A number of multi-institutional efforts now exist to establish observational databases, supplementing experimental datasets. Two efforts focused on building databases for GBM research are The Cancer Genome Atlas (TCGA) and the Repository for Molecular Brain Neoplasia Data (REMBRANDT). TCGA is a public database of clinical and genetic information for 20 different types of cancer. Containing primarily clinical and genomic (copy number, DNA methylation, gene expression, single nucleotide polymorphisms) data, the TCGA dataset has ongoing efforts to also make radiological and pathological images available. The REMBRANDT database is focused specifically on data obtained for all types of brain glioma (astrocytoma, GBM, mixed, oligodendroglioma) with a limited number of unmatched non-tumor controls.
Methods
Many potential modeling variables from the clinical, treatment, imaging, and genetic domains have been explored in GBM research. A brief list of example variables from existing public GBM datasets are shown in Table 1. A subset of the available data related to a chosen clinical question is selected to facilitate discussion of transportability in the network.
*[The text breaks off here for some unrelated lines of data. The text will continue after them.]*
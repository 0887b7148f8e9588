use chrono::{DateTime, Utc};

#[cfg(feature = "serde")]
use serde::{Deserialize, Serialize};

use crate::errors::{Error, Result};

/// Direction of an open position.
#[cfg_attr(feature = "serde", derive(Serialize, Deserialize))]
#[derive(Debug, Clone, Copy, PartialEq, Eq, Hash)]
pub enum PositionSide {
    /// Profits when the price rises.
    Long,
    /// Profits when the price falls.
    Short,
}

impl PositionSide {
    /// Returns the opposite side.
    pub fn reverse(self) -> Self {
        match self {
            Self::Long => Self::Short,
            Self::Short => Self::Long,
        }
    }
}

/// A position that has just been closed.
#[cfg_attr(feature = "serde", derive(Serialize, Deserialize))]
#[derive(Debug, Clone, Copy, PartialEq)]
pub struct ClosedPosition {
    /// Side that was held.
    pub side: PositionSide,
    /// Size that was held.
    pub size: f64,
    /// Price the position was opened at.
    pub entry_price: f64,
    /// Time the position was opened at.
    pub entry_time: DateTime<Utc>,
    /// Price the position was closed at.
    pub exit_price: f64,
    /// Realized profit and loss in currency units.
    pub pnl: f64,
}

/// Tracks the single open position of a simulation, or its absence.
///
/// There is no hedging nor pyramiding: opening while a position is held fails.
#[cfg_attr(feature = "serde", derive(Serialize, Deserialize))]
#[derive(Debug, Clone, Copy, Default, PartialEq)]
pub struct Position {
    side: Option<PositionSide>,
    size: f64,
    entry_price: f64,
    entry_time: Option<DateTime<Utc>>,
}

impl Position {
    /// Returns a flat tracker.
    pub fn flat() -> Self {
        Self::default()
    }

    /// Returns the side held, `None` when flat.
    pub fn side(&self) -> Option<PositionSide> {
        self.side
    }

    /// Returns `true` when no position is held.
    pub fn is_flat(&self) -> bool {
        self.side.is_none()
    }

    /// Returns the size held (0 when flat).
    pub fn size(&self) -> f64 {
        self.size
    }

    /// Returns the entry price (0 when flat).
    pub fn entry_price(&self) -> f64 {
        self.entry_price
    }

    /// Returns the entry time, `None` when flat.
    pub fn entry_time(&self) -> Option<DateTime<Utc>> {
        self.entry_time
    }

    /// Opens a position.
    ///
    /// ### Errors
    /// `InvalidState` if a position is already open; `InvalidPrice`/`NegZeroSize` on bad inputs.
    pub fn open(&mut self, side: PositionSide, price: f64, time: DateTime<Utc>, size: f64) -> Result<()> {
        if self.side.is_some() {
            return Err(Error::InvalidState("cannot open: a position is already open"));
        }
        if price <= 0.0 || !price.is_finite() {
            return Err(Error::InvalidPrice(price));
        }
        if size <= 0.0 || !size.is_finite() {
            return Err(Error::NegZeroSize(size));
        }
        self.side = Some(side);
        self.size = size;
        self.entry_price = price;
        self.entry_time = Some(time);
        Ok(())
    }

    /// Mark-to-market P&L at `current_price`, 0 when flat.
    pub fn unrealized_pnl(&self, current_price: f64) -> f64 {
        match self.side {
            Some(PositionSide::Long) => (current_price - self.entry_price) * self.size,
            Some(PositionSide::Short) => (self.entry_price - current_price) * self.size,
            None => 0.0,
        }
    }

    /// Closes the position at `exit_price` and resets the tracker to flat.
    ///
    /// ### Errors
    /// `InvalidState` if already flat.
    pub fn close(&mut self, exit_price: f64) -> Result<ClosedPosition> {
        let (Some(side), Some(entry_time)) = (self.side, self.entry_time) else {
            return Err(Error::InvalidState("cannot close: no position is open"));
        };
        if exit_price <= 0.0 || !exit_price.is_finite() {
            return Err(Error::InvalidPrice(exit_price));
        }
        let closed = ClosedPosition {
            side,
            size: self.size,
            entry_price: self.entry_price,
            entry_time,
            exit_price,
            pnl: self.unrealized_pnl(exit_price),
        };
        *self = Self::flat();
        Ok(closed)
    }
}
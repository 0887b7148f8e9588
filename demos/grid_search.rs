//! # Threshold grid search
//!
//! Evaluates every candidate threshold over the last two weeks of bars and prints the ranking,
//! marking the median row and the selected threshold.
mod utils;

use chrono::Duration;
use wfbt_rs::prelude::*;

fn main() -> std::result::Result<(), Box<dyn std::error::Error>> {
    utils::init_tracing();

    let bars = utils::example_bars()?;
    let now = bars.last().map(|b| b.time()).ok_or(Error::BarDataEmpty)?;
    let window = lookback_window(&bars, now, Duration::weeks(2));

    let params = SimulationParams::default()
        .initial_cash(10_000.0)
        .initial_size(1.0)
        .max_size(64.0);
    let calibrator = Calibrator::with_grid(params, &ThresholdGrid::new(0.1, 5.0, 0.25)?)?;
    let report = calibrator.evaluate(window)?;

    println!("\nGRID OVER {} BARS (worst to best)", window.len());
    for (i, point) in report.points().iter().enumerate() {
        let pnl = if point.feasible {
            format!("{:>10.2}", point.net_pnl)
        } else {
            format!("{:>10}", "infeasible")
        };
        let marker = if i == report.median_index() { "<- median" } else { "" };
        println!(
            "{:>5.2} | {pnl} | {:>3} trades | {:>6.2}% won {marker}",
            point.threshold,
            point.trades,
            point.win_rate()
        );
    }

    println!("\nSELECTED THRESHOLD: {:.2}", report.selected()?);
    Ok(())
}
#[cfg(feature = "serde")]
use serde::{Deserialize, Serialize};

use crate::PercentCalculus;
use crate::engine::{Bar, Position, PositionSide};

/// Rule deciding when an open position is closed.
///
/// Every variant is symmetric (the same threshold acts as stop-loss and take-profit)
/// and is parameterised by the threshold the calibrator tunes.
#[cfg_attr(feature = "serde", derive(Serialize, Deserialize))]
#[derive(Debug, Clone, Copy, Default, PartialEq, Eq)]
pub enum ExitRule {
    /// Close when `|unrealized pnl| >= threshold × size` (cash per unit held).
    #[default]
    CashThresholdMartingale,
    /// Close when the price moved at least `threshold` points from entry.
    FixedPointThreshold,
    /// Close when the price moved at least `threshold` percent from entry.
    PercentageThreshold,
}

impl ExitRule {
    /// Returns `true` when `position` must be closed at `price`. Always `false` when flat.
    pub fn should_close(&self, position: &Position, price: f64, threshold: f64) -> bool {
        if position.is_flat() {
            return false;
        }
        match self {
            Self::CashThresholdMartingale => position.unrealized_pnl(price).abs() >= threshold * position.size(),
            Self::FixedPointThreshold => (price - position.entry_price()).abs() >= threshold,
            Self::PercentageThreshold => position.entry_price().change(price).abs() >= threshold,
        }
    }
}

/// How entries are chosen while the sizing policy is recovering from losses.
#[cfg_attr(feature = "serde", derive(Serialize, Deserialize))]
#[derive(Debug, Clone, Copy, Default, PartialEq, Eq)]
pub enum RecoveryEntry {
    /// Always follow the fast/slow signal comparison.
    #[default]
    FollowSignal,
    /// While recovering, enter opposite to the last closed trade regardless of signals.
    ReverseLast,
}

impl RecoveryEntry {
    /// Side to open on `bar`, if any.
    pub fn entry_side(&self, bar: &Bar, recovery_level: u32, last_side: Option<PositionSide>) -> Option<PositionSide> {
        match (self, last_side) {
            (Self::ReverseLast, Some(side)) if recovery_level > 0 => Some(side.reverse()),
            _ => bar.signal(),
        }
    }
}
In this work, the number of variables considered is substantially limited in order to build a simple BBN. In this way, focus is given to introducing core concepts involved with the theory without discussing advanced causal situations prematurely.
Table 1:
Variable | |
---|---|
Demographics | Total radiation dosage |
Presenting age | Other drug name |
Family & social history | Other drug Frequency |
Environmental exposure | Other drug Dosage |
Tumor location | Steroid drug name |
Tumor size | Steroid frequency |
Tumor grade | Steroid dosage |
VEGF | Karnofsky score |
EGFR VIII | Other performance score |
PTEN | Tumor volume (on imaging) |
TP53 | Necrosis imaging finding |
MGMT | Contrast enhancement imaging finding |
DNA methylation | Non-contrast enhancing region |
Chemotherapy drug name | Tumor multi-focality |
Chemotherapy frequency/dosage | Edema volume (on imaging) |
Number of chemotherapy cycles | Mass effect |
Type of surgical resection procedure | Satellites |
Extent of resection | ADC map (imaging) |
Type of radiation therapy | Time to progression (TTP) |
Radiation therapy fractionation | Time to survival (TTS; death) |
Predictive Model
Our example model (Figure 2) contains four variables; 1) a demographic variable, age 2) a cognitive assessment variable, Karnofsky performance score (KPS) 3) a genetic variable, a 9-gene metagene score derived from Colman, et al.17, and 4) an outcome variable, overall survival (survival past median of 12 months). Age and KPS were chosen due to their predictive significance in previous GBM models18–20. Overall survival is the most common outcome variable used for prediction in previous GBM models and is most commonly predicted using median survival time cutoff18–20.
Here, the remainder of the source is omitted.